Step (4): Weigh 4g of m-ethynylphenylazobiphenyl phenolic resin, 0.40g of H30, 1.5mL of N,N-dimethylformamide and 0.64g of azodicarbonamide, mix them evenly, and put them into a closed seal Mold, foaming and curing at 125°C/0.5h+150°C/1h+170°C/1h+190°C/4h+210°C/1h+225°C/4h to obtain m-ethynylphenylazobiphenyl type phenolic resin Foam.

The foam density of the obtained m-ethynyl phenylazobiphenyl type phenolic resin is 280Kg/m ³ , the carbon residue rate can reach 63% in a nitrogen atmosphere of 1000°C, the decomposition temperature of 5% thermal weight loss is 457°C, and the compressive strength is 5.152Mpa. The oxygen index is 49, and the thermal conductivity is 0.073W·m ^-1 ·K ^-1 .

Example 4

Prepare foam with the m-ethynyl phenyl azo biphenyl type phenolic resin that embodiment 3 makes:

Weigh 5.5g of m-ethynylphenylazobiphenyl type phenolic resin, 0.66g of FY-F501, 2mL of N,N-dimethylformamide and 0.77g of azodicarbonamide, mix them evenly, put them into a closed mold, and Foaming and curing at 120°C/0.6h+150°C/1h+170°C/1h+190°C/4h+210°C/1h+225°C/4h to obtain m-ethynylphenylazobiphenyl type phenolic resin foam.

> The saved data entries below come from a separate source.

//! Attacked-square detection for the side not to move.
//!
//! Attacks are pseudo-attacks: a square is attacked if an opposing piece's
//! movement pattern reaches it, regardless of whose turn it is and without
//! asking whether that piece's own king would be exposed. This keeps king
//! filtering in [`RuleBook`](crate::RuleBook) from recursing.

use std::collections::HashSet;

use chess_core::{Color, Coord, Piece};
use tracing::warn;

use crate::{Board, RuleError};

/// One line of attack: the attacking piece and the squares it reaches, in
/// order, up to and including the first occupied square.
///
/// Knights, kings and pawns produce single-square rays.
#[derive(Debug, Clone, PartialEq, Eq)]
pub struct AttackRay {
    attacker: (Piece, Color),
    origin: Coord,
    squares: Vec<Coord>,
}

impl AttackRay {
    /// The attacking piece and its color.
    #[inline]
    pub fn attacker(&self) -> (Piece, Color) {
        self.attacker
    }

    /// The square the attacker stands on.
    #[inline]
    pub fn origin(&self) -> Coord {
        self.origin
    }

    /// Traversed squares, nearest first.
    #[inline]
    pub fn squares(&self) -> &[Coord] {
        &self.squares
    }

    /// Returns true if the ray reaches `coord`.
    pub fn contains(&self, coord: Coord) -> bool {
        self.squares.contains(&coord)
    }

    /// The occupied square that ended the ray, if it ended on a piece rather
    /// than at the board edge.
    pub fn blocker(&self, board: &Board) -> Option<Coord> {
        self.squares
            .last()
            .copied()
            .filter(|&last| board.has_piece_at(last))
    }

    /// The unit step of the ray.
    pub fn direction(&self) -> Option<Coord> {
        self.squares.first().map(|&first| first - self.origin)
    }
}

/// Answers "is this square attacked by the opponent of the side to move?".
///
/// Holds only a reference to the board; every query walks the current
/// position afresh.
#[derive(Debug, Clone, Copy)]
pub struct AttackTracker<'a> {
    board: &'a Board,
}

impl<'a> AttackTracker<'a> {
    pub fn new(board: &'a Board) -> Self {
        AttackTracker { board }
    }

    /// The color whose pieces generate attacks.
    #[inline]
    pub fn attacking_color(&self) -> Color {
        self.board.side_to_move().opposite()
    }

    /// Returns true if any opposing piece pseudo-attacks `coord`.
    pub fn is_attacked(&self, coord: Coord) -> bool {
        let them = self.attacking_color();
        self.board
            .pieces()
            .filter(|&(_, _, color)| color == them)
            .any(|(origin, piece, color)| {
                rays_from(self.board, origin, piece, color)
                    .iter()
                    .any(|ray| ray.contains(coord))
            })
    }

    /// Every opposing attack ray.
    pub fn attack_rays(&self) -> Vec<AttackRay> {
        let them = self.attacking_color();
        self.board
            .pieces()
            .filter(|&(_, _, color)| color == them)
            .flat_map(|(origin, piece, color)| rays_from(self.board, origin, piece, color))
            .collect()
    }

    /// The union of all squares the opponent attacks.
    pub fn attacked_squares(&self) -> HashSet<Coord> {
        self.attack_rays()
            .into_iter()
            .flat_map(|ray| ray.squares)
            .collect()
    }

    /// Locates the king of the side to move.
    ///
    /// # Errors
    ///
    /// [`RuleError::MissingKing`] if that king is not on the board.
    pub fn allied_king_coord(&self) -> Result<Coord, RuleError> {
        let us = self.board.side_to_move();
        self.board.king_coord(us).ok_or_else(|| {
            warn!(color = %us, "no king for the side to move");
            RuleError::MissingKing(us)
        })
    }

    /// Allied pieces pinned against their own king.
    ///
    /// A piece is pinned when it is the first thing an opposing slider's ray
    /// runs into and the line continues, past empty squares only, onto the
    /// allied king.
    pub fn pinned_pieces(&self) -> Result<HashSet<Coord>, RuleError> {
        let king = self.allied_king_coord()?;
        let mut pinned = HashSet::new();

        for ray in self.attack_rays() {
            if !ray.attacker().0.can_move_in_line() {
                continue;
            }
            let (Some(blocker), Some(step)) = (ray.blocker(self.board), ray.direction()) else {
                continue;
            };
            if !self.board.is_allied_piece(blocker) || blocker == king {
                continue;
            }

            let mut next = blocker + step;
            while self.board.coord_in_board(next) && !self.board.has_piece_at(next) {
                next = next + step;
            }
            if next == king {
                pinned.insert(blocker);
            }
        }

        Ok(pinned)
    }
}

/// Builds the attack rays of a single piece.
fn rays_from(board: &Board, origin: Coord, piece: Piece, color: Color) -> Vec<AttackRay> {
    let attacker = (piece, color);
    let single = |square: Coord| AttackRay {
        attacker,
        origin,
        squares: vec![square],
    };

    match piece {
        // Pawns attack only diagonally forward; their pushes never capture.
        Piece::Pawn => {
            let forward = Coord::new(0, color.pawn_direction());
            [Coord::new(1, 0), Coord::new(-1, 0)]
                .into_iter()
                .map(|side| origin + forward + side)
                .filter(|&square| board.coord_in_board(square))
                .map(single)
                .collect()
        }
        Piece::Knight | Piece::King => piece
            .move_directions(color)
            .iter()
            .map(|&step| origin + step)
            .filter(|&square| board.coord_in_board(square))
            .map(single)
            .collect(),
        Piece::Bishop | Piece::Rook | Piece::Queen => piece
            .move_directions(color)
            .iter()
            .filter_map(|&step| {
                let mut squares = Vec::new();
                let mut square = origin + step;
                while board.coord_in_board(square) {
                    squares.push(square);
                    if board.has_piece_at(square) {
                        break;
                    }
                    square = square + step;
                }
                (!squares.is_empty()).then_some(AttackRay {
                    attacker,
                    origin,
                    squares,
                })
            })
            .collect(),
    }
}

#[cfg(test)]
mod tests {
    use super::*;

    fn sq(name: &str) -> Coord {
        Coord::from_algebraic(name).unwrap()
    }

    fn board(fen: &str) -> Board {
        Board::from_fen(fen).unwrap()
    }

    #[test]
    fn rook_attacks_until_first_blocker() {
        // White to move, black rook on d4, white pawn on d6.
        let b = board("7k/8/3P4/8/3r4/8/8/4K3 w");
        let tracker = AttackTracker::new(&b);
        assert!(tracker.is_attacked(sq("d5")));
        assert!(tracker.is_attacked(sq("d6")));
        assert!(!tracker.is_attacked(sq("d7")));
        assert!(tracker.is_attacked(sq("a4")));
        assert!(tracker.is_attacked(sq("h4")));
        assert!(tracker.is_attacked(sq("d1")));
    }

    #[test]
    fn defended_pieces_count_as_attacked() {
        // Black knight on c6 is covered by the black rook on c8.
        let b = board("2r1k3/8/2n5/8/8/8/8/4K3 w");
        assert!(AttackTracker::new(&b).is_attacked(sq("c6")));
    }

    #[test]
    fn pawn_attacks_only_diagonals() {
        let b = board("4k3/8/8/3p4/8/8/8/4K3 w");
        let tracker = AttackTracker::new(&b);
        assert!(tracker.is_attacked(sq("c4")));
        assert!(tracker.is_attacked(sq("e4")));
        assert!(!tracker.is_attacked(sq("d4")));
        assert!(!tracker.is_attacked(sq("d3")));
    }

    #[test]
    fn pawn_on_edge_file_attacks_one_square() {
        let b = board("4k3/8/8/p7/8/8/8/4K3 w");
        let rays = AttackTracker::new(&b).attack_rays();
        let pawn_rays: Vec<_> = rays
            .iter()
            .filter(|r| r.attacker().0 == Piece::Pawn)
            .collect();
        assert_eq!(pawn_rays.len(), 1);
        assert_eq!(pawn_rays[0].squares(), &[sq("b4")]);
    }

    #[test]
    fn knight_and_king_attacks() {
        let b = board("8/8/8/8/4n3/8/8/k6K w");
        let tracker = AttackTracker::new(&b);
        for name in ["d6", "f6", "g5", "g3", "f2", "d2", "c3", "c5"] {
            assert!(tracker.is_attacked(sq(name)), "{} should be attacked", name);
        }
        assert!(tracker.is_attacked(sq("b2")));
        assert!(tracker.is_attacked(sq("a2")));
        assert!(!tracker.is_attacked(sq("e5")));
    }

    #[test]
    fn own_pieces_never_attack() {
        let b = board("4k3/8/8/8/3Q4/8/8/4K3 w");
        let tracker = AttackTracker::new(&b);
        assert!(!tracker.is_attacked(sq("d5")));
        assert!(!tracker.is_attacked(sq("a1")));
    }

    #[test]
    fn attacking_color_flips_with_turn() {
        let mut b = board("4k3/8/8/8/3Q4/8/8/4K3 w");
        b.set_side_to_move(Color::Black);
        let tracker = AttackTracker::new(&b);
        assert_eq!(tracker.attacking_color(), Color::White);
        assert!(tracker.is_attacked(sq("d8")));
    }

    #[test]
    fn attacked_squares_union() {
        let b = board("8/8/8/8/8/8/8/R7 b");
        let squares = AttackTracker::new(&b).attacked_squares();
        assert_eq!(squares.len(), 14);
        assert!(!squares.contains(&sq("a1")));
    }

    #[test]
    fn ray_blocker_and_direction() {
        let b = board("4k3/8/8/8/8/8/8/r3K3 w");
        let rays = AttackTracker::new(&b).attack_rays();
        let east = rays
            .iter()
            .find(|r| r.attacker().0 == Piece::Rook && r.direction() == Some(Coord::new(1, 0)))
            .unwrap();
        assert_eq!(east.origin(), sq("a1"));
        assert_eq!(east.squares(), &[sq("b1"), sq("c1"), sq("d1"), sq("e1")]);
        assert_eq!(east.blocker(&b), Some(sq("e1")));

        let north = rays
            .iter()
            .find(|r| r.attacker().0 == Piece::Rook && r.direction() == Some(Coord::new(0, 1)))
            .unwrap();
        assert_eq!(north.squares().len(), 7);
        assert_eq!(north.blocker(&b), None);
    }

    #[test]
    fn allied_king_coord() {
        let b = board("4k3/8/8/8/8/8/8/4K3 b");
        assert_eq!(AttackTracker::new(&b).allied_king_coord(), Ok(sq("e8")));

        let b = board("4k3/8/8/8/8/8/8/8 w");
        assert_eq!(
            AttackTracker::new(&b).allied_king_coord(),
            Err(RuleError::MissingKing(Color::White))
        );
    }

    #[test]
    fn pinned_pieces() {
        // Bishop on e2 is pinned by the rook on e8; knight on c3 by the
        // bishop on a5; the knight on f1 sits beside the king and is free.
        let b = board("4r2k/8/8/b7/8/2N5/4B3/4KN2 w");
        let pinned = AttackTracker::new(&b).pinned_pieces().unwrap();
        let expected: HashSet<_> = [sq("e2"), sq("c3")].into_iter().collect();
        assert_eq!(pinned, expected);
    }

    #[test]
    fn no_pin_with_two_blockers() {
        let b = board("4r2k/8/8/8/4P3/8/4B3/4K3 w");
        assert!(AttackTracker::new(&b).pinned_pieces().unwrap().is_empty());
    }
}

The foam density of the obtained m-ethynyl phenylazobiphenyl type phenolic resin is 353Kg/m ³ , the carbon residue rate can reach 63% in a nitrogen atmosphere at 1000°C, the decomposition temperature of 5% thermal weight loss is 457°C, and the compressive strength is 8.099Mpa. The oxygen index is 51, and the thermal conductivity is 0.084W·m ^-1 ·K ^-1 .

Claims (7)

1. a m-ethynyl phenylazo biphenyl type phenolic foam, is characterized in that, obtains by foaming solidification by following mass parts component: 100 parts of m-ethynyl phenylazobiphenyl type phenolic resin, 10-59 parts of solvent, Foaming agent 1～28 parts, 2 to 18 parts of fluorine-containing surfactants, The m-ethynyl phenylazobiphenyl type phenolic resin has a structure of formula 1: Among them, the molecular weight is between 495 and 10,000. 2. m-ethynyl phenylazobiphenyl type phenolic foam as claimed in claim 1, is characterized in that, by 100 parts of m-ethynyl phenylazobiphenyl type phenolic resins, 18～52 parts of solvents, foaming agent 5 ～24 parts and 4～16 parts of surfactant are obtained by foaming and curing. 3. m-ethynyl phenylazobiphenyl type phenolic foam as claimed in claim 2, is characterized in that, described foaming agent is 4,4 '-oxobisbenzenesulfonyl hydrazide, azodicarbonamide, At least one of N,N'-dinitrosopentamethylenetetramines. 4. m-ethynyl phenylazobiphenyl type phenolic foam as claimed in claim 2, is characterized in that, described solvent is at least in acetone, butanone, N, N'-dimethylformamide, tetrahydrofuran A sort of. 5. prepare the method for the described m-ethynyl phenylazobiphenyl type phenolic foam of any one of claim 1～4, it is characterized in that, m-ethynyl phenylazobiphenyl type phenolic resin, tensio-active agent, solvent After mixing evenly with the foaming agent, put it into a mold, foam and solidify at a temperature of 100-250°C. 6. The method according to claim 5, characterized in that the initial foaming temperature is 100-160°C. 7. The method according to claim 6, characterized in that the initial foaming temperature is maintained for 10 to 60 minutes.